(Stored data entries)
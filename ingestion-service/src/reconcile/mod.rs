//! Resolve a validated reading's meter point and meter, creating them on
//! first sight.
//!
//! Both lookups are a single `INSERT .. ON CONFLICT DO NOTHING` guarded by
//! the table's unique key, followed by a read of the surviving row. Nothing
//! here checks before inserting.

use sqlx::SqliteConnection;
use time::OffsetDateTime;

use crate::transform::ValidatedReading;

/// Outcome of a find-or-create.
#[derive(Debug, Clone, Copy, PartialEq, Eq)]
pub enum Resolution {
    Existing(i64),
    Created(i64),
}

impl Resolution {
    pub fn id(self) -> i64 {
        match self {
            Self::Existing(id) | Self::Created(id) => id,
        }
    }

    pub fn is_created(self) -> bool {
        matches!(self, Self::Created(_))
    }
}

#[derive(Debug, Clone, Copy, PartialEq, Eq)]
pub struct ResolvedMeter {
    pub meter_point: Resolution,
    pub meter: Resolution,
}

pub async fn find_or_create_meter_point(
    conn: &mut SqliteConnection,
    mpan: &str,
    now: OffsetDateTime,
) -> Result<Resolution, sqlx::Error> {
    let inserted: Option<(i64,)> = sqlx::query_as(
        r#"
        INSERT INTO meter_points (mpan, created_at, updated_at)
        VALUES (?1, ?2, ?2)
        ON CONFLICT (mpan) DO NOTHING
        RETURNING id
        "#,
    )
    .bind(mpan)
    .bind(now)
    .fetch_optional(&mut *conn)
    .await?;

    if let Some((id,)) = inserted {
        return Ok(Resolution::Created(id));
    }

    let (id,): (i64,) = sqlx::query_as("SELECT id FROM meter_points WHERE mpan = ?1")
        .bind(mpan)
        .fetch_one(&mut *conn)
        .await?;
    Ok(Resolution::Existing(id))
}

/// Find the meter by serial number, or create it under `meter_point_id`.
///
/// An existing meter keeps whatever meter point it was first created with.
pub async fn find_or_create_meter(
    conn: &mut SqliteConnection,
    serial_number: &str,
    meter_point_id: i64,
    now: OffsetDateTime,
) -> Result<Resolution, sqlx::Error> {
    let inserted: Option<(i64,)> = sqlx::query_as(
        r#"
        INSERT INTO meters (serial_number, meter_point_id, created_at, updated_at)
        VALUES (?1, ?2, ?3, ?3)
        ON CONFLICT (serial_number) DO NOTHING
        RETURNING id
        "#,
    )
    .bind(serial_number)
    .bind(meter_point_id)
    .bind(now)
    .fetch_optional(&mut *conn)
    .await?;

    if let Some((id,)) = inserted {
        return Ok(Resolution::Created(id));
    }

    let (id, existing_point): (i64, i64) =
        sqlx::query_as("SELECT id, meter_point_id FROM meters WHERE serial_number = ?1")
            .bind(serial_number)
            .fetch_one(&mut *conn)
            .await?;
    if existing_point != meter_point_id {
        tracing::debug!(
            serial_number,
            existing_point,
            record_point = meter_point_id,
            "meter already attached to a different meter point; keeping existing assignment"
        );
    }
    Ok(Resolution::Existing(id))
}

pub async fn reconcile(
    conn: &mut SqliteConnection,
    reading: &ValidatedReading,
    now: OffsetDateTime,
) -> Result<ResolvedMeter, sqlx::Error> {
    let meter_point = find_or_create_meter_point(conn, &reading.mpan, now).await?;
    let meter = find_or_create_meter(conn, &reading.serial_number, meter_point.id(), now).await?;

    Ok(ResolvedMeter { meter_point, meter })
}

== DIRECTIONS ==
Copy the records above. Keep every word as it is.

== EXERCISE OUTPUT ==
filename ingestion-service/src/reconcile/mod.rs
//! Resolve a validated reading's meter point and meter, creating them on
//! first sight.
//!
//! Both lookups are a single `INSERT .. ON CONFLICT DO NOTHING` guarded by
//! the table's unique key, followed by a read of the surviving row. Nothing
//! here checks before inserting.

use sqlx::SqliteConnection;
use time::OffsetDateTime;

use crate::transform::ValidatedReading;

/// Outcome of a find-or-create.
#[derive(Debug, Clone, Copy, PartialEq, Eq)]
pub enum Resolution {
    Existing(i64),
    Created(i64),
}

impl Resolution {
    pub fn id(self) -> i64 {
        match self {
            Self::Existing(id) | Self::Created(id) => id,
        }
    }

    pub fn is_created(self) -> bool {
        matches!(self, Self::Created(_))
    }
}

#[derive(Debug, Clone, Copy, PartialEq, Eq)]
pub struct ResolvedMeter {
    pub meter_point: Resolution,
    pub meter: Resolution,
}

pub async fn find_or_create_meter_point(
    conn: &mut SqliteConnection,
    mpan: &str,
    now: OffsetDateTime,
) -> Result<Resolution, sqlx::Error> {
    let inserted: Option<(i64,)> = sqlx::query_as(
        r#"
        INSERT INTO meter_points (mpan, created_at, updated_at)
        VALUES (?1, ?2, ?2)
        ON CONFLICT (mpan) DO NOTHING
        RETURNING id
        "#,
    )
    .bind(mpan)
    .bind(now)
    .fetch_optional(&mut *conn)
    .await?;

    if let Some((id,)) = inserted {
        return Ok(Resolution::Created(id));
    }

    let (id,): (i64,) = sqlx::query_as("SELECT id FROM meter_points WHERE mpan = ?1")
        .bind(mpan)
        .fetch_one(&mut *conn)
        .await?;
    Ok(Resolution::Existing(id))
}

/// Find the meter by serial number, or create it under `meter_point_id`.
///
/// An existing meter keeps whatever meter point it was first created with.
pub async fn find_or_create_meter(
    conn: &mut SqliteConnection,
    serial_number: &str,
    meter_point_id: i64,
    now: OffsetDateTime,
) -> Result<Resolution, sqlx::Error> {
    let inserted: Option<(i64,)> = sqlx::query_as(
        r#"
        INSERT INTO meters (serial_number, meter_point_id, created_at, updated_at)
        VALUES (?1, ?2, ?3, ?3)
        ON CONFLICT (serial_number) DO NOTHING
        RETURNING id
        "#,
    )
    .bind(serial_number)
    .bind(meter_point_id)
    .bind(now)
    .fetch_optional(&mut *conn)
    .await?;

    if let Some((id,)) = inserted {
        return Ok(Resolution::Created(id));
    }

    let (id, existing_point): (i64, i64) =
        sqlx::query_as("SELECT id, meter_point_id FROM meters WHERE serial_number = ?1")
            .bind(serial_number)
            .fetch_one(&mut *conn)
            .await?;
    if existing_point != meter_point_id {
        tracing::debug!(
            serial_number,
            existing_point,
            record_point = meter_point_id,
            "meter already attached to a different meter point; keeping existing assignment"
        );
    }
    Ok(Resolution::Existing(id))
}

pub async fn reconcile(
    conn: &mut SqliteConnection,
    reading: &ValidatedReading,
    now: OffsetDateTime,
) -> Result<ResolvedMeter, sqlx::Error> {
    let meter_point = find_or_create_meter_point(conn, &reading.mpan, now).await?;
    let meter = find_or_create_meter(conn, &reading.serial_number, meter_point.id(), now).await?;

    Ok(ResolvedMeter { meter_point, meter })
}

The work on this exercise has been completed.